Какие все тут важные, подумал Шпеер. Он понимал, что, если бы не был так зол, собравшиеся здесь особы, возможно, и внушали бы ему трепет. Альберт Шпеер был честен в самооценках: он понимал, что не производит впечатления властной фигуры. Он всегда испытывал затруднения, когда ему приходилось говорить с враждебно настроенными людьми. Но сейчас они занимали оборонительные позиции. Он не хотел запугивать их, ему нужна была их поддержка.

Необходимо найти выход из сложившейся ситуации. Германию надо спасать.

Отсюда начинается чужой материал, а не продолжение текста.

//! Owned RGB pixel buffer.
//!
//! The canvas is what applications draw on. It implements
//! [`DrawTarget`] so shapes and text come from `embedded-graphics`, and
//! adds the few raster operations composition needs: rectangle fill,
//! crop, paste and quarter-turn rotation.
//!
//! Out-of-range reads return black and out-of-range writes are clipped,
//! the same way an image library treats crop boxes that extend past the
//! edge.

use std::convert::Infallible;

use embedded_graphics::pixelcolor::{Rgb888, RgbColor};
use embedded_graphics::prelude::{DrawTarget, OriginDimensions, Pixel, Size};

/// Channel sum above which a pixel counts as "on".
pub const ON_THRESHOLD: u32 = 400;

/// Whether `px` flips a dot to its bright side.
pub fn is_on(px: Rgb888) -> bool {
    px.r() as u32 + px.g() as u32 + px.b() as u32 > ON_THRESHOLD
}

/// Black or white for a binarized pixel.
pub fn from_bit(on: bool) -> Rgb888 {
    if on { Rgb888::WHITE } else { Rgb888::BLACK }
}

/// A `width × height` RGB image, row-major.
#[derive(Debug, Clone, PartialEq, Eq)]
pub struct Canvas {
    width: u32,
    height: u32,
    pixels: Vec<Rgb888>,
}

impl Canvas {
    /// A black canvas.
    pub fn new(width: u32, height: u32) -> Self {
        Self::filled(width, height, Rgb888::BLACK)
    }

    /// A canvas of one solid color.
    pub fn filled(width: u32, height: u32, color: Rgb888) -> Self {
        Self {
            width,
            height,
            pixels: vec![color; (width as usize) * (height as usize)],
        }
    }

    pub fn width(&self) -> u32 {
        self.width
    }

    pub fn height(&self) -> u32 {
        self.height
    }

    fn index(&self, x: u32, y: u32) -> Option<usize> {
        if x < self.width && y < self.height {
            Some(y as usize * self.width as usize + x as usize)
        } else {
            None
        }
    }

    /// Pixel at `(x, y)`; black outside the canvas.
    pub fn pixel(&self, x: u32, y: u32) -> Rgb888 {
        self.index(x, y)
            .map(|i| self.pixels[i])
            .unwrap_or(Rgb888::BLACK)
    }

    /// Set one pixel; ignored outside the canvas.
    pub fn set_pixel(&mut self, x: u32, y: u32, color: Rgb888) {
        if let Some(i) = self.index(x, y) {
            self.pixels[i] = color;
        }
    }

    /// Fill the whole canvas.
    pub fn fill(&mut self, color: Rgb888) {
        self.pixels.fill(color);
    }

    /// Fill `w × h` pixels starting at `(x, y)`, clipped to the canvas.
    pub fn fill_rect(&mut self, x: u32, y: u32, w: u32, h: u32, color: Rgb888) {
        if x >= self.width || y >= self.height {
            return;
        }
        let x_end = x.saturating_add(w).min(self.width);
        let y_end = y.saturating_add(h).min(self.height);
        for row in y..y_end {
            let start = row as usize * self.width as usize;
            self.pixels[start + x as usize..start + x_end as usize].fill(color);
        }
    }

    /// Copy out a `w × h` region whose top-left corner is `(x, y)`.
    pub fn crop(&self, x: u32, y: u32, w: u32, h: u32) -> Canvas {
        let mut out = Canvas::new(w, h);
        for dy in 0..h {
            for dx in 0..w {
                out.set_pixel(
                    dx,
                    dy,
                    self.pixel(x.saturating_add(dx), y.saturating_add(dy)),
                );
            }
        }
        out
    }

    /// Paste `src` with its top-left corner at `(x, y)`, clipped.
    pub fn paste(&mut self, src: &Canvas, x: u32, y: u32) {
        for sy in 0..src.height {
            for sx in 0..src.width {
                self.set_pixel(
                    x.saturating_add(sx),
                    y.saturating_add(sy),
                    src.pixels[sy as usize * src.width as usize + sx as usize],
                );
            }
        }
    }

    /// Rotate a quarter turn counter-clockwise; width and height swap.
    ///
    /// The top-right corner ends up top-left.
    pub fn rotate_ccw(&self) -> Canvas {
        let mut out = Canvas::new(self.height, self.width);
        for y in 0..out.height {
            for x in 0..out.width {
                out.set_pixel(x, y, self.pixel(self.width - 1 - y, x));
            }
        }
        out
    }

    /// Rotate a quarter turn clockwise; width and height swap.
    ///
    /// The bottom-left corner ends up top-left.
    pub fn rotate_cw(&self) -> Canvas {
        let mut out = Canvas::new(self.height, self.width);
        for y in 0..out.height {
            for x in 0..out.width {
                out.set_pixel(x, y, self.pixel(y, self.height - 1 - x));
            }
        }
        out
    }

    /// Number of pixels that are "on".
    pub fn count_on(&self) -> usize {
        self.pixels.iter().filter(|&&px| is_on(px)).count()
    }

    /// Binarized rows, top to bottom.
    pub fn bits(&self) -> Vec<Vec<bool>> {
        self.pixels
            .chunks(self.width.max(1) as usize)
            .take(self.height as usize)
            .map(|row| row.iter().map(|&px| is_on(px)).collect())
            .collect()
    }
}

impl OriginDimensions for Canvas {
    fn size(&self) -> Size {
        Size::new(self.width, self.height)
    }
}

impl DrawTarget for Canvas {
    type Color = Rgb888;
    type Error = Infallible;

    fn draw_iter<I>(&mut self, pixels: I) -> Result<(), Self::Error>
    where
        I: IntoIterator<Item = Pixel<Self::Color>>,
    {
        for Pixel(point, color) in pixels {
            if point.x >= 0 && point.y >= 0 {
                self.set_pixel(point.x as u32, point.y as u32, color);
            }
        }
        Ok(())
    }
}

// ── Tests ────────────────────────────────────────────────────────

Он должен отстоять Пенемюнде.

– С чего ты предлагаешь начать? – обратился Шпеер к Альтмюллеру так, чтобы никто не сидящих за столом не услышал его.

– Все равно. Так или иначе, час мы потратим на шумные, скучные, бестолковые споры, прежде чем придем к чему-либо конкретному.

– Меня не интересуют их аргументы...

– Они начнут ссылаться на разные обстоятельства.

– И этого мне не надо. Я жду лишь одного – принятия решения по данному вопросу.

– Перед тем как оно будет принято, в чем я, откровенно говоря, сомневаюсь, тебе придется выслушать поток пустословия. Конечно, нельзя исключать того, что мы извлечем из нынешней встречи какую-то пользу. Но я особо не надеюсь на это.

– И что же дальше?

Альтмюллер посмотрел Шпееру в глаза:

– Я не уверен, что мы вообще в состоянии решить стоящую перед нами проблему. И если все же решение ее существует, то найдем мы его не за этим столом... Впрочем, я могу и ошибаться. Почему бы прежде не послушать, что скажут нам тут?

– Может, откроешь заседание? Обратишься к ним с вступительным словом? А то, боюсь, я сорвусь.

– Ничего страшного, – прошептал Альтмюллер. – По-моему, если ты будешь срываться время от времени, то это принесет лишь пользу. Выступать же, как я понимаю, тебе так и так придется, без этого не обойтись.

– Ты прав.

Альтмюллер отодвинул стул и встал, разговоры тотчас стихли.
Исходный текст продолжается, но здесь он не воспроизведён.